Principal photography on the film began on November 30, 2015, in Pasadena, California, and ended on January 8, 2016.

==Release==
The film had its world premiere at the Telluride Film Festival on September 2, 2016. It went onto screen at the Toronto International Film Festival on September 9, 2016. Shortly after, IFC Films acquired distribution rights to the film and set the film for a May 19, 2017 limited release.
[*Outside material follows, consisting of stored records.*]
//! Data-plane datagrams
//!
//! Layout: 6-byte header (`packet_type`, `payload_size`, `sequence_id`),
//! payload, then a CRC32 over every preceding byte. A datagram whose checksum
//! does not match is rejected before any other field is looked at.

use crate::codec::{self, PayloadReader, WireSize};
use crate::error::CodecError;
use crate::snapshot::VehicleStateSnapshot;
use serde::{Deserialize, Serialize};

pub const CHECKSUM_SIZE: usize = 4;

/// Largest fixed payload, a single vehicle snapshot.
pub const MAX_UDP_PAYLOAD_SIZE: usize = VehicleStateSnapshot::WIRE_SIZE;

/// Opponent states carried by one `OpponentStates` datagram.
pub const MAX_STATES_PER_PACKET: usize = 5;

pub const MAX_UDP_PACKET_SIZE: usize =
    UdpHeader::WIRE_SIZE + 1 + MAX_STATES_PER_PACKET * ClientState::WIRE_SIZE + CHECKSUM_SIZE;

#[derive(Debug, Clone, Copy, PartialEq, Eq)]
#[repr(u8)]
pub enum UdpPacketType {
    State = 0,
    OpponentStates = 1,
    Ping = 2,
}

impl TryFrom<u8> for UdpPacketType {
    type Error = CodecError;

    fn try_from(value: u8) -> Result<Self, Self::Error> {
        match value {
            0 => Ok(Self::State),
            1 => Ok(Self::OpponentStates),
            2 => Ok(Self::Ping),
            other => Err(CodecError::UnknownPacketType(other)),
        }
    }
}

#[derive(Debug, Clone, Copy, PartialEq, Eq, Serialize, Deserialize)]
pub struct UdpHeader {
    pub packet_type: u8,
    /// Payload bytes, except for `OpponentStates` where it is the entry count.
    pub payload_size: u8,
    pub sequence_id: u32,
}

impl WireSize for UdpHeader {
    const WIRE_SIZE: usize = 6;
}

/// One opponent entry inside an `OpponentStates` datagram.
#[derive(Debug, Clone, Copy, PartialEq, Serialize, Deserialize)]
pub struct ClientState {
    pub client_id: u16,
    pub snapshot: VehicleStateSnapshot,
}

impl WireSize for ClientState {
    const WIRE_SIZE: usize = 2 + VehicleStateSnapshot::WIRE_SIZE;
}

#[derive(Debug, Clone, PartialEq)]
pub enum UdpPacket {
    /// Client → server: the sender's own vehicle.
    State {
        sequence_id: u32,
        snapshot: VehicleStateSnapshot,
    },
    /// Server → client: up to five other vehicles. The sequence id is the tick number.
    OpponentStates {
        sequence_id: u32,
        states: Vec<ClientState>,
    },
    /// Handshake. Replies from the server carry the client id as sequence id.
    Ping { sequence_id: u32 },
}

impl UdpPacket {
    pub fn packet_type(&self) -> UdpPacketType {
        match self {
            UdpPacket::State { .. } => UdpPacketType::State,
            UdpPacket::OpponentStates { .. } => UdpPacketType::OpponentStates,
            UdpPacket::Ping { .. } => UdpPacketType::Ping,
        }
    }

    pub fn sequence_id(&self) -> u32 {
        match self {
            UdpPacket::State { sequence_id, .. }
            | UdpPacket::OpponentStates { sequence_id, .. }
            | UdpPacket::Ping { sequence_id } => *sequence_id,
        }
    }

    /// Encodes the datagram and appends its checksum.
    pub fn encode(&self) -> Result<Vec<u8>, CodecError> {
        let (payload_size, payload) = match self {
            UdpPacket::State { snapshot, .. } => {
                (VehicleStateSnapshot::WIRE_SIZE as u8, codec::serialize(snapshot)?)
            }
            UdpPacket::OpponentStates { states, .. } => {
                if states.len() > MAX_STATES_PER_PACKET {
                    return Err(CodecError::PayloadTooLarge {
                        size: states.len(),
                        max: MAX_STATES_PER_PACKET,
                    });
                }
                let mut payload = Vec::with_capacity(1 + states.len() * ClientState::WIRE_SIZE);
                payload.push(states.len() as u8);
                for state in states {
                    payload.extend_from_slice(&codec::serialize(state)?);
                }
                (states.len() as u8, payload)
            }
            UdpPacket::Ping { .. } => (0, Vec::new()),
        };

        let header = UdpHeader {
            packet_type: self.packet_type() as u8,
            payload_size,
            sequence_id: self.sequence_id(),
        };
        let body_len = UdpHeader::WIRE_SIZE + payload.len();
        let mut bytes = codec::serialize_with_size(&header, body_len)?;
        bytes[UdpHeader::WIRE_SIZE..].copy_from_slice(&payload);

        let crc = checksum(&bytes);
        bytes.extend_from_slice(&crc.to_le_bytes());
        Ok(bytes)
    }

    /// Verifies the checksum, then decodes the datagram.
    pub fn decode(bytes: &[u8]) -> Result<UdpPacket, CodecError> {
        let minimum = UdpHeader::WIRE_SIZE + CHECKSUM_SIZE;
        if bytes.len() < minimum || bytes.len() > MAX_UDP_PACKET_SIZE {
            return Err(CodecError::SizeMismatch {
                expected: minimum,
                actual: bytes.len(),
            });
        }

        let split = bytes.len() - CHECKSUM_SIZE;
        let (body, trailer) = bytes.split_at(split);
        let received = u32::from_le_bytes([trailer[0], trailer[1], trailer[2], trailer[3]]);
        let computed = checksum(body);
        if received != computed {
            return Err(CodecError::ChecksumMismatch { received, computed });
        }

        let header: UdpHeader = codec::deserialize(&body[..UdpHeader::WIRE_SIZE], UdpHeader::WIRE_SIZE)?;
        let payload = &body[UdpHeader::WIRE_SIZE..];
        let sequence_id = header.sequence_id;

        match UdpPacketType::try_from(header.packet_type)? {
            UdpPacketType::State => {
                if header.payload_size as usize != VehicleStateSnapshot::WIRE_SIZE {
                    return Err(CodecError::SizeMismatch {
                        expected: VehicleStateSnapshot::WIRE_SIZE,
                        actual: header.payload_size as usize,
                    });
                }
                let snapshot = codec::deserialize(payload, VehicleStateSnapshot::WIRE_SIZE)?;
                Ok(UdpPacket::State {
                    sequence_id,
                    snapshot,
                })
            }
            UdpPacketType::OpponentStates => {
                let mut reader = PayloadReader::new(payload);
                let count = reader.read_u8()?;
                if count != header.payload_size {
                    return Err(CodecError::SizeMismatch {
                        expected: header.payload_size as usize,
                        actual: count as usize,
                    });
                }
                if count as usize > MAX_STATES_PER_PACKET {
                    return Err(CodecError::PayloadTooLarge {
                        size: count as usize,
                        max: MAX_STATES_PER_PACKET,
                    });
                }
                let mut states = Vec::with_capacity(count as usize);
                for _ in 0..count {
                    states.push(reader.read::<ClientState>()?);
                }
                reader.finish()?;
                Ok(UdpPacket::OpponentStates {
                    sequence_id,
                    states,
                })
            }
            UdpPacketType::Ping => {
                if header.payload_size != 0 || !payload.is_empty() {
                    return Err(CodecError::SizeMismatch {
                        expected: 0,
                        actual: payload.len(),
                    });
                }
                Ok(UdpPacket::Ping { sequence_id })
            }
        }
    }
}

/// CRC32 (IEEE) of `bytes`.
pub fn checksum(bytes: &[u8]) -> u32 {
    crc32fast::hash(bytes)
}

/// True if the trailing checksum matches the bytes before it.
pub fn validate(bytes: &[u8]) -> bool {
    if bytes.len() < CHECKSUM_SIZE {
        return false;
    }
    let (body, trailer) = bytes.split_at(bytes.len() - CHECKSUM_SIZE);
    let received = u32::from_le_bytes([trailer[0], trailer[1], trailer[2], trailer[3]]);
    checksum(body) == received
}

/// Splits a fan-out set into `OpponentStates` datagrams of at most five entries.
pub fn opponent_state_packets(sequence_id: u32, states: &[ClientState]) -> Vec<UdpPacket> {
    states
        .chunks(MAX_STATES_PER_PACKET)
        .map(|chunk| UdpPacket::OpponentStates {
            sequence_id,
            states: chunk.to_vec(),
        })
        .collect()
}

#[cfg(test)]
mod tests {
    use super::*;
    use crate::snapshot::{InputBitmap, Transform};

    fn snapshot(x: f32) -> VehicleStateSnapshot {
        VehicleStateSnapshot {
            transform: Transform::from_translation([x, 0.5, -x]),
            velocity: [x, 0.0, 1.0],
            steering_angle: -0.1,
            inputs: InputBitmap(InputBitmap::THROTTLE),
        }
    }

    fn states(count: u16) -> Vec<ClientState> {
        (0..count)
            .map(|id| ClientState {
                client_id: id,
                snapshot: snapshot(id as f32),
            })
            .collect()
    }

    #[test]
    fn test_sizes() {
        assert_eq!(ClientState::WIRE_SIZE, 83);
        assert_eq!(MAX_UDP_PACKET_SIZE, 426);

        let ping = UdpPacket::Ping { sequence_id: 7 }.encode().unwrap();
        assert_eq!(ping.len(), 10);
        assert_eq!(&ping[..6], &[2, 0, 7, 0, 0, 0]);

        let state = UdpPacket::State {
            sequence_id: 1,
            snapshot: snapshot(1.0),
        }
        .encode()
        .unwrap();
        assert_eq!(state.len(), 6 + 81 + 4);
        assert_eq!(state[1], 81);
    }

    #[test]
    fn test_every_encoded_packet_validates() {
        let packets = vec![
            UdpPacket::Ping { sequence_id: 3 },
            UdpPacket::State {
                sequence_id: 42,
                snapshot: snapshot(2.0),
            },
            UdpPacket::OpponentStates {
                sequence_id: 100,
                states: states(5),
            },
        ];

        for packet in packets {
            let bytes = packet.encode().unwrap();
            assert!(validate(&bytes));
            assert_eq!(UdpPacket::decode(&bytes).unwrap(), packet);
        }
    }

    #[test]
    fn test_flipping_any_byte_breaks_checksum() {
        let bytes = UdpPacket::State {
            sequence_id: 9,
            snapshot: snapshot(3.0),
        }
        .encode()
        .unwrap();

        for i in 0..bytes.len() - CHECKSUM_SIZE {
            let mut corrupted = bytes.clone();
            corrupted[i] ^= 0x01;
            assert!(!validate(&corrupted), "flip at byte {} went unnoticed", i);
            assert!(matches!(
                UdpPacket::decode(&corrupted),
                Err(CodecError::ChecksumMismatch { .. })
            ));
        }
    }

    #[test]
    fn test_opponent_states_roundtrip_one_to_five() {
        for count in 1..=5 {
            let packet = UdpPacket::OpponentStates {
                sequence_id: count as u32,
                states: states(count),
            };
            let bytes = packet.encode().unwrap();
            assert_eq!(bytes[1], count as u8);
            assert_eq!(bytes[6], count as u8);
            assert_eq!(UdpPacket::decode(&bytes).unwrap(), packet);
        }
    }

    #[test]
    fn test_six_states_split_into_two_packets() {
        let packets = opponent_state_packets(12, &states(6));
        assert_eq!(packets.len(), 2);

        match (&packets[0], &packets[1]) {
            (
                UdpPacket::OpponentStates { states: first, .. },
                UdpPacket::OpponentStates { states: second, .. },
            ) => {
                assert_eq!(first.len(), 5);
                assert_eq!(second.len(), 1);
                assert_eq!(second[0].client_id, 5);
            }
            other => panic!("unexpected packets {:?}", other),
        }
        assert!(packets.iter().all(|p| p.sequence_id() == 12));
    }

    #[test]
    fn test_too_many_states_rejected() {
        let packet = UdpPacket::OpponentStates {
            sequence_id: 0,
            states: states(6),
        };
        assert!(packet.encode().is_err());
    }

    #[test]
    fn test_count_mismatch_rejected() {
        let mut bytes = UdpPacket::OpponentStates {
            sequence_id: 1,
            states: states(2),
        }
        .encode()
        .unwrap();

        // Claim three entries in the header, then re-seal the checksum
        bytes[1] = 3;
        let split = bytes.len() - CHECKSUM_SIZE;
        let crc = checksum(&bytes[..split]).to_le_bytes();
        bytes[split..].copy_from_slice(&crc);

        assert!(validate(&bytes));
        assert!(UdpPacket::decode(&bytes).is_err());
    }

    #[test]
    fn test_short_datagram_rejected() {
        assert!(!validate(&[1, 2]));
        assert!(UdpPacket::decode(&[0; 5]).is_err());
    }
}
The movie has earned $262,566 at the North America box office as of July 20, 2017.

===Critical response===
On Rotten Tomatoes, the film has a 74% rating based on 76 reviews, with an average rating of 6.4/10. The site's critical consensus reads, "Thanks to a committed, powerhouse performance by Bryan Cranston, Wakefield is a fascinating character study of a decidedly unpleasant character." On Metacritic, the film has a weighted average score of 62 out of 100, based on 24 critics.

Richard Roeper of the Chicago Sun-Times wrote: "In this haunting, darkly funny and elegiac mood piece, Cranston once again displays a nearly unparalleled ability to make us like and care about men who are selfish and impetuous and reckless — yet still seem to have a core of decency buried deep within."
Peter Travers of Rolling Stone wrote: "The role is a beast, and Cranston, in a tour de force of touching gravity and aching humanism, gives it everything he's got. It's astounding to watch, and an award-caliber performance from an actor who keeps springing surprises."
On RogerEbert.com, critic Glenn Kenny said Swicord "has made a smart, intriguing, sometimes provocative and often oddly moving picture of Wakefield," which he called "kind of a wonder".